STD 12 - 6. Application of derivatives — Mathematics STD 12 Science — Question

$y=\frac{2 x-1}{x-2}$

$x y-2 y=2 x-1$

$x(y-2)=2 y-1$

$\therefore x=\frac{2 y-1}{y-2}$ and $y \neq 2$

Hence the function is its own inverse.

Differentiating $y$ with respect to $x$

$y^{\prime}=\frac{(x-2)(2)-(2 x-1)}{(x-2)^{2}}=\frac{-3}{(x-2)^{2}}$

$(x-2)^{2}$ is positive for all values of $x .(x \neq 2$ given. $)$

hence $y^{\prime}$ is negative.
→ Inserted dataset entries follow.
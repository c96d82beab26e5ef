//! Expression compiler: restricted condition/value grammar → safe SQL.
//!
//! Example inputs and outputs:
//!
//! ```text
//! status = 'qualified'            →  v_status = 'qualified'
//! email LIKE '%@company.com'      →  v_email LIKE '%@company.com'
//! UPPER(TRIM(email))              →  UPPER(TRIM(v_email))
//! ```
//!
//! Defence layers, in order: a fixed denylist of dangerous substrings and
//! control characters checked against the raw text, then a parse into a
//! small AST, then allow-list validation of every operator, function, and
//! identifier *on the parsed AST* (textual variants cannot bypass it), and
//! finally re-serialization with field → variable substitution.
//!
//! The parser deliberately has no operator precedence: binaries split at
//! the first top-level occurrence of each operator, scanning operators in
//! a fixed priority list. Mixed `AND`/`OR` without parentheses therefore
//! groups as `AND(a, OR(b, c))`. This matches the surrounding toolchain
//! and is pinned by a regression test; do not "fix" it here.

use std::sync::LazyLock;

use regex::Regex;

use crate::ast::EntityDefinition;
use crate::error::{Result, SecurityError};

/// Operators accepted by allow-list validation.
const SAFE_OPERATORS: &[&str] = &[
    "=", "!=", "<", ">", "<=", ">=", "AND", "OR", "NOT", "IN", "LIKE", "ILIKE", "IS", "IS NOT",
    "+", "-", "*", "/",
];

/// Functions accepted by allow-list validation.
const SAFE_FUNCTIONS: &[&str] = &[
    "UPPER",
    "LOWER",
    "TRIM",
    "LENGTH",
    "COALESCE",
    "NOW",
    "CURRENT_DATE",
    "CURRENT_TIME",
    "EXTRACT",
    "SUBSTRING",
    "POSITION",
    "CONCAT",
];

/// Context variables that are always in scope.
const CONTEXT_VARIABLES: &[&str] = &["auth_user_id", "auth_tenant_id", "now()"];

/// Binary-split priority order. Position in this list, not position in the
/// expression, decides which operator splits first. `IS NOT` must precede
/// `NOT`, or `x IS NOT NULL` would split at `NOT` with an unparseable left
/// side.
const BINARY_SCAN_ORDER: &[&str] = &[
    "AND", "OR", "IS NOT", "NOT", "=", "!=", "<", ">", "<=", ">=", "LIKE", "ILIKE", "IN", "IS",
];

/// Denylist of injection patterns, checked before any parsing.
static DANGEROUS_PATTERNS: LazyLock<Vec<(Regex, &'static str)>> = LazyLock::new(|| {
    [
        r";\s*--",
        r";\s*/\*",
        r"union\s+select",
        r"exec\s*\(",
        r"xp_\w+",
        r";\s*drop\s+",
        r";\s*delete\s+from",
        r";\s*update\s+",
        r";\s*insert\s+",
    ]
    .iter()
    .map(|p| (Regex::new(&format!("(?i){p}")).unwrap(), *p))
    .collect()
});

static FUNCTION_CALL: LazyLock<Regex> = LazyLock::new(|| Regex::new(r"^(\w+)\s*\((.*)\)$").unwrap());

/// Variable-substitution form for recognized entity fields.
#[derive(Debug, Clone, Copy, PartialEq, Eq, Default)]
pub enum VarPrefix {
    /// Row-scoped locals (`v_<field>`).
    #[default]
    Local,
    /// Input parameters (`p_<field>`), used when validating inputs.
    Param,
    /// Bare column names, for fragments embedded in a WHERE clause.
    Column,
}

impl VarPrefix {
    pub fn as_str(&self) -> &'static str {
        match self {
            VarPrefix::Local => "v_",
            VarPrefix::Param => "p_",
            VarPrefix::Column => "",
        }
    }
}

#[derive(Debug, Clone, PartialEq)]
enum ExprNode {
    Group(Box<ExprNode>),
    Function { name: String, args: Vec<ExprNode> },
    Binary {
        operator: String,
        left: Box<ExprNode>,
        right: Box<ExprNode>,
    },
    Unary {
        operator: String,
        operand: Box<ExprNode>,
    },
    Literal(String),
    Identifier(String),
}

/// Compiles restricted expressions to safe SQL fragments.
#[derive(Debug, Clone, Copy, Default)]
pub struct ExpressionCompiler;

impl ExpressionCompiler {
    pub fn new() -> Self {
        Self
    }

    /// Compile with the default row-local (`v_`) substitution.
    pub fn compile(&self, expression: &str, entity: &EntityDefinition) -> Result<String> {
        self.compile_scoped(expression, entity, VarPrefix::Local, &[])
    }

    /// Compile with an explicit substitution prefix.
    pub fn compile_with_prefix(
        &self,
        expression: &str,
        entity: &EntityDefinition,
        prefix: VarPrefix,
    ) -> Result<String> {
        self.compile_scoped(expression, entity, prefix, &[])
    }

    /// Compile with additional in-scope iterator variables (`item`,
    /// `item.column`) admitted by identifier validation.
    pub fn compile_scoped(
        &self,
        expression: &str,
        entity: &EntityDefinition,
        prefix: VarPrefix,
        scope: &[String],
    ) -> Result<String> {
        self.check_security(expression)?;
        let ast = parse(expression)?;
        self.validate(&ast, entity, scope)?;
        Ok(self.serialize(&ast, entity, prefix))
    }

    /// Entity fields referenced by an expression, in order of appearance.
    pub(crate) fn referenced_fields(
        &self,
        expression: &str,
        entity: &EntityDefinition,
        scope: &[String],
    ) -> Result<Vec<String>> {
        self.check_security(expression)?;
        let ast = parse(expression)?;
        self.validate(&ast, entity, scope)?;
        let mut fields = Vec::new();
        collect_fields(&ast, entity, &mut fields);
        Ok(fields)
    }

    fn check_security(&self, expression: &str) -> Result<()> {
        for (regex, pattern) in DANGEROUS_PATTERNS.iter() {
            if regex.is_match(expression) {
                return Err(SecurityError::DangerousPattern {
                    pattern: (*pattern).to_string(),
                }
                .into());
            }
        }
        if expression
            .chars()
            .any(|c| matches!(c, '\\' | '\0' | '\n' | '\r'))
        {
            return Err(SecurityError::SuspiciousCharacters.into());
        }
        Ok(())
    }

    fn validate(&self, node: &ExprNode, entity: &EntityDefinition, scope: &[String]) -> Result<()> {
        match node {
            ExprNode::Binary {
                operator,
                left,
                right,
            } => {
                if !SAFE_OPERATORS.contains(&operator.as_str()) {
                    return Err(SecurityError::OperatorNotAllowed {
                        operator: operator.clone(),
                    }
                    .into());
                }
                self.validate(left, entity, scope)?;
                self.validate(right, entity, scope)
            }
            ExprNode::Unary { operator, operand } => {
                if !SAFE_OPERATORS.contains(&operator.as_str()) {
                    return Err(SecurityError::OperatorNotAllowed {
                        operator: operator.clone(),
                    }
                    .into());
                }
                self.validate(operand, entity, scope)
            }
            ExprNode::Function { name, args } => {
                if !SAFE_FUNCTIONS.contains(&name.as_str()) {
                    return Err(SecurityError::FunctionNotAllowed { name: name.clone() }.into());
                }
                for arg in args {
                    self.validate(arg, entity, scope)?;
                }
                Ok(())
            }
            ExprNode::Identifier(name) => {
                if entity.has_field(name) || is_allowed_variable(name, scope) {
                    Ok(())
                } else {
                    Err(SecurityError::UnknownIdentifier { name: name.clone() }.into())
                }
            }
            ExprNode::Group(inner) => self.validate(inner, entity, scope),
            // Literals are recognized structurally and always safe.
            ExprNode::Literal(_) => Ok(()),
        }
    }

    fn serialize(&self, node: &ExprNode, entity: &EntityDefinition, prefix: VarPrefix) -> String {
        match node {
            ExprNode::Binary {
                operator,
                left,
                right,
            } => format!(
                "{} {} {}",
                self.serialize(left, entity, prefix),
                operator,
                self.serialize(right, entity, prefix)
            ),
            ExprNode::Unary { operator, operand } => {
                format!("{} {}", operator, self.serialize(operand, entity, prefix))
            }
            ExprNode::Function { name, args } => {
                let rendered: Vec<String> = args
                    .iter()
                    .map(|a| self.serialize(a, entity, prefix))
                    .collect();
                format!("{}({})", name, rendered.join(", "))
            }
            ExprNode::Identifier(name) => {
                if entity.has_field(name) {
                    format!("{}{}", prefix.as_str(), name)
                } else {
                    name.clone()
                }
            }
            ExprNode::Literal(value) => value.clone(),
            ExprNode::Group(inner) => format!("({})", self.serialize(inner, entity, prefix)),
        }
    }
}

fn is_allowed_variable(name: &str, scope: &[String]) -> bool {
    if name.starts_with("v_") || CONTEXT_VARIABLES.contains(&name) {
        return true;
    }
    scope
        .iter()
        .any(|var| name == var || name.starts_with(&format!("{var}.")))
}

fn collect_fields(node: &ExprNode, entity: &EntityDefinition, out: &mut Vec<String>) {
    match node {
        ExprNode::Binary { left, right, .. } => {
            collect_fields(left, entity, out);
            collect_fields(right, entity, out);
        }
        ExprNode::Unary { operand, .. } => collect_fields(operand, entity, out),
        ExprNode::Function { args, .. } => {
            for arg in args {
                collect_fields(arg, entity, out);
            }
        }
        ExprNode::Identifier(name) => {
            if entity.has_field(name) && !out.contains(name) {
                out.push(name.clone());
            }
        }
        ExprNode::Group(inner) => collect_fields(inner, entity, out),
        ExprNode::Literal(_) => {}
    }
}

fn parse(expression: &str) -> Result<ExprNode> {
    let expr = expression.trim();

    if is_outer_group(expr) {
        let inner = parse(&expr[1..expr.len() - 1])?;
        return Ok(ExprNode::Group(Box::new(inner)));
    }

    // Binary split: operator-list priority, first top-level occurrence.
    for operator in BINARY_SCAN_ORDER {
        if let Some(at) = find_top_level(expr, operator) {
            let left = &expr[..at - 1];
            let right = &expr[at + operator.len() + 1..];
            return Ok(ExprNode::Binary {
                operator: (*operator).to_string(),
                left: Box::new(parse(left)?),
                right: Box::new(parse(right)?),
            });
        }
    }

    if expr.len() > 4 && expr[..4].eq_ignore_ascii_case("NOT ") {
        return Ok(ExprNode::Unary {
            operator: "NOT".to_string(),
            operand: Box::new(parse(&expr[4..])?),
        });
    }

    if let Some(caps) = FUNCTION_CALL.captures(expr) {
        // Only a whole-expression call counts; `f(a) = g(b)` is not one.
        let open = expr.find('(').unwrap_or(0);
        if is_outer_group(&expr[open..]) {
            let name = caps[1].to_uppercase();
            if !SAFE_FUNCTIONS.contains(&name.as_str()) {
                return Err(SecurityError::FunctionNotAllowed { name }.into());
            }
            let args = split_args(caps[2].trim())
                .into_iter()
                .map(parse)
                .collect::<Result<Vec<_>>>()?;
            return Ok(ExprNode::Function { name, args });
        }
    }

    if is_string_literal(expr) || is_number_literal(expr) || is_keyword_literal(expr) {
        return Ok(ExprNode::Literal(expr.to_string()));
    }

    Ok(ExprNode::Identifier(expr.to_string()))
}

/// Whether the leading `(` closes only at the very last character.
fn is_outer_group(expr: &str) -> bool {
    let bytes = expr.as_bytes();
    if bytes.len() < 2 || bytes[0] != b'(' || bytes[bytes.len() - 1] != b')' {
        return false;
    }
    let mut depth = 0i32;
    let mut in_string = false;
    for (i, &b) in bytes.iter().enumerate() {
        if in_string {
            if b == b'\'' {
                in_string = false;
            }
            continue;
        }
        match b {
            b'\'' => in_string = true,
            b'(' => depth += 1,
            b')' => {
                depth -= 1;
                if depth == 0 && i != bytes.len() - 1 {
                    return false;
                }
            }
            _ => {}
        }
    }
    depth == 0
}

/// Byte offset of the first top-level ` <operator> ` occurrence, pointing
/// at the operator itself. Case-insensitive; skips parenthesized regions
/// and single-quoted strings.
fn find_top_level(expr: &str, operator: &str) -> Option<usize> {
    let bytes = expr.as_bytes();
    let pattern: Vec<u8> = format!(" {operator} ")
        .bytes()
        .map(|b| b.to_ascii_uppercase())
        .collect();
    let mut depth = 0i32;
    let mut in_string = false;
    for i in 0..bytes.len() {
        let b = bytes[i];
        if in_string {
            if b == b'\'' {
                in_string = false;
            }
            continue;
        }
        match b {
            b'\'' => {
                in_string = true;
                continue;
            }
            b'(' => {
                depth += 1;
                continue;
            }
            b')' => {
                depth -= 1;
                continue;
            }
            _ => {}
        }
        if depth == 0 && i + pattern.len() <= bytes.len() {
            let window = &bytes[i..i + pattern.len()];
            if window
                .iter()
                .zip(pattern.iter())
                .all(|(a, p)| a.to_ascii_uppercase() == *p)
            {
                return Some(i + 1);
            }
        }
    }
    None
}

/// Split function arguments at top-level commas.
fn split_args(args: &str) -> Vec<&str> {
    if args.is_empty() {
        return Vec::new();
    }
    let bytes = args.as_bytes();
    let mut parts = Vec::new();
    let mut start = 0usize;
    let mut depth = 0i32;
    let mut in_string = false;
    for (i, &b) in bytes.iter().enumerate() {
        if in_string {
            if b == b'\'' {
                in_string = false;
            }
            continue;
        }
        match b {
            b'\'' => in_string = true,
            b'(' => depth += 1,
            b')' => depth -= 1,
            b',' if depth == 0 => {
                parts.push(args[start..i].trim());
                start = i + 1;
            }
            _ => {}
        }
    }
    parts.push(args[start..].trim());
    parts
}

fn is_string_literal(expr: &str) -> bool {
    (expr.starts_with('\'') && expr.ends_with('\'') && expr.len() >= 2)
        || (expr.starts_with('"') && expr.ends_with('"') && expr.len() >= 2)
}

fn is_number_literal(expr: &str) -> bool {
    expr.parse::<f64>().is_ok()
}

fn is_keyword_literal(expr: &str) -> bool {
    expr.eq_ignore_ascii_case("TRUE")
        || expr.eq_ignore_ascii_case("FALSE")
        || expr.eq_ignore_ascii_case("NULL")
}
Therefore the function $y$ is decreasing at all values of $x$

For the graph to be entirely above $x$ axis, $y>0$ $\frac{2 x-1}{x-2}>0 \Longrightarrow x>\frac{1}{2}$ and $x>2$ or $x<\frac{1}{2}$ and $x<2$

For $(2, \infty) \cup\left(-\infty, \frac{1}{2}\right)$ graph is above $\times$ axis.

and for $\left(\frac{1}{2}, 2\right)$ graph is below $x$ axis.

At $x=\frac{1}{2}, y=0$

At $x=2, y=\infty$ Hence unbounded.